Saturday, November 12, 2011

American Gods


Just finished reading Neil Gaiman's American Gods. Written in 2001, the publishers have come out with an expanded version this year, and the book is experiencing a resurgence. Most modern novels are written as screen-plays, and American Gods is no different. The internet tells me the movie will be out soon. Hopefully we will be spared the gratuitous sex scenes, but I doubt it.

The plot of American Gods is this: America is populated by a hosts of old gods brought over by immigrants from Europe, Africa, India, and eastern Asia. These gods only live because somewhere someone still believes in them. They are weak and dying out because America is not a fertile land for gods, and because new materialistic gods (automobiles, internet, etc) are usurping the need for them. The new gods are short-lived because technology is constantly changing.

War clouds between the two groups thicken as the plot unfolds, until the inevitable conflict erupts at (would you believe?) Rock City on Lookout Mountain. Disaster is averted because Shadow, the anti-hero, uncovers a plot by Odin and Loki, who have created the whole scenario to increase their power by bloodshed and chaos. At the last minute he addresses the gathered combatants, stops the conflict, and everyone goes home to live (or fade away) happily ever after.

It is always good to read fiction at several levels, and I want to try and evaluate it in layers. First, from a Christian perspective: Gaiman's approach is purely humanistic. The gods are projections of men's needs and visions, and lose their power and their own existence if they are not believed in and worshiped. In contrast the God of the Two Testaments is not diminished in his essence by lack of faith or adoration. He is a concrete reality apart from any perception of him.
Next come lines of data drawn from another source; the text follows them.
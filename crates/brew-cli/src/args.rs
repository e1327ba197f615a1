use std::path::PathBuf;

use brew_core::params::{BookTable, RedeemCode};
use clap::{Args as ClapArgs, Parser, Subcommand};

/// Main command-line interface for the brew cafe reservation tool
///
/// Brew is a cafe discovery and table reservation front end: browse a
/// curated catalog of cafes, book a table (receiving a scannable QR
/// proof), or redeem a time-limited one-time code. All state lives in
/// memory for the duration of one invocation.
#[derive(Parser)]
#[command(version, about, name = "brew")]
pub struct Args {
    /// Disable colored output and use plain text
    #[arg(long, global = true)]
    pub no_color: bool,

    #[command(subcommand)]
    pub command: Option<Commands>,
}

/// Available commands for the brew CLI
#[derive(Subcommand)]
pub enum Commands {
    /// Browse the cafe catalog
    #[command(alias = "c")]
    Cafes,
    /// Book a table at a cafe
    #[command(alias = "b")]
    Book(BookArgs),
    /// Redeem a one-time code at a cafe
    #[command(alias = "r")]
    Redeem(RedeemArgs),
    /// Show the session's booking history
    Bookings,
    /// Show the subscription plans
    Plans,
    /// Run a scripted demo session
    Demo,
}

/// Book a table at a cafe
///
/// Drives a full booking flow: cafe selection, field-by-field form
/// entry, submission and the QR confirmation screen. The cafe can be
/// given by catalog id or name.
#[derive(ClapArgs)]
pub struct BookArgs {
    /// Catalog id or name of the cafe to book at
    pub cafe: String,
    /// Full name for the reservation
    #[arg(short, long)]
    pub name: String,
    /// Contact phone number
    #[arg(short, long)]
    pub phone: String,
    /// Contact email address
    #[arg(short, long)]
    pub email: String,
    /// Reservation date (YYYY-MM-DD, today or later)
    #[arg(short, long)]
    pub date: String,
    /// Reservation time (HH:MM on a half-hour slot, 08:00 through 21:30)
    #[arg(short, long)]
    pub time: String,
    /// Number of guests (1-8)
    #[arg(short, long, default_value = "2")]
    pub guests: String,
    /// Directory to save the QR image into (download export)
    #[arg(long)]
    pub save_dir: Option<PathBuf>,
}

impl From<&BookArgs> for BookTable {
    fn from(val: &BookArgs) -> Self {
        BookTable {
            cafe: val.cafe.clone(),
            full_name: val.name.clone(),
            phone: val.phone.clone(),
            email: val.email.clone(),
            date: val.date.clone(),
            time: val.time.clone(),
            guests: val.guests.clone(),
        }
    }
}

/// Redeem a one-time code at a cafe
///
/// Issues a six-digit code valid for ten minutes. No form input is
/// required beyond picking the cafe.
#[derive(ClapArgs)]
pub struct RedeemArgs {
    /// Catalog id or name of the cafe to redeem at
    pub cafe: String,
    /// Copy the code to the system clipboard
    #[arg(long)]
    pub copy: bool,
}

impl From<&RedeemArgs> for RedeemCode {
    fn from(val: &RedeemArgs) -> Self {
        RedeemCode {
            cafe: val.cafe.clone(),
        }
    }
}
Gaiman's personification of the gods may express a deeper reality in Christian cosmology. One of the most humorous passages is a conversation between the goddess Eostre and a waitress in a local restaurant. When asked if she believes in goddesses, the waitress replies that she worships the inner feminine principle--adhering to an abstraction in the face of the fearful reality. Christianity certainly believes in personalities behind bad thinking.

Jesus is marginalized in American Gods. He is pictured briefly roaming the Middle East and looking lost. Shadow's conversation with him is not in the body of the text, but is added in the appendix of the new edition. Jesus complains that he feels spread too thin by the multiplicity of interpretations of who he is. He also feels harried by the number of prayers that involve solving people's problems. Hmm.

Gaiman also takes the classic humanist position that all religion is projection, and that Christianity is simply an extension of the old mythologies--that Christianity stole the best of paganism. Christmas is the Saturnalia, Easter is Eostre's day, etc. This is no place to take on those worn arguments. Gaiman needs a dose of George McDonald, Chesterton, Tolkien, and CS Lewis, who dealt definitively with them (mythology is the result of "rays of celestial glory falling on a garbage heap of imbecility....").

In the end, Gaiman favors stereotypical American Indian pantheism. Brother fox and brother wolf and sister moon and brother man are all one in the loving hand of mother earth. Nothing new here.

Then there is American Gods as literature: All good fiction tells the truth. It creeps out sometimes in spite of the author's attempt to go in a different direction. Behold! Shadow, the dark hero, dies alone, tied to a tree, fulfilling a covenant with the great sky-father (Odin), who turns out to be his biological father as well (Shadow is therefore man and god). He descends into the lower regions, where he learns great and mystical truths, defeats the powers of darkness, and returns to life just in time to save the earth from destruction. He reveals the heart of a secret murderer, and grants his wife (bride??) her final wish. Shadow possesses none of the depth of Jean Valjean or Sydney Carton, or even Frodo and Sam. But there it is: the same theme stated over again. Dark truth, but truth. Astounding.

Lastly, American Gods as a piece of "americana": Gaiman seems to want it looked at that way. It is, at a cultural level, a statement about materialism and spirituality. American technological and communicative inventiveness is moving so fast that it is impossible to catch up, and American gods are changing so rapidly, that a spiritual exhaustion and hunger is on the rise. Unfortunately, many are "looking for love in all the wrong places." American Gods is a good synopsis of current cultural tensions, and reveals an opportunity for the church, if she can humble herself and learn the language.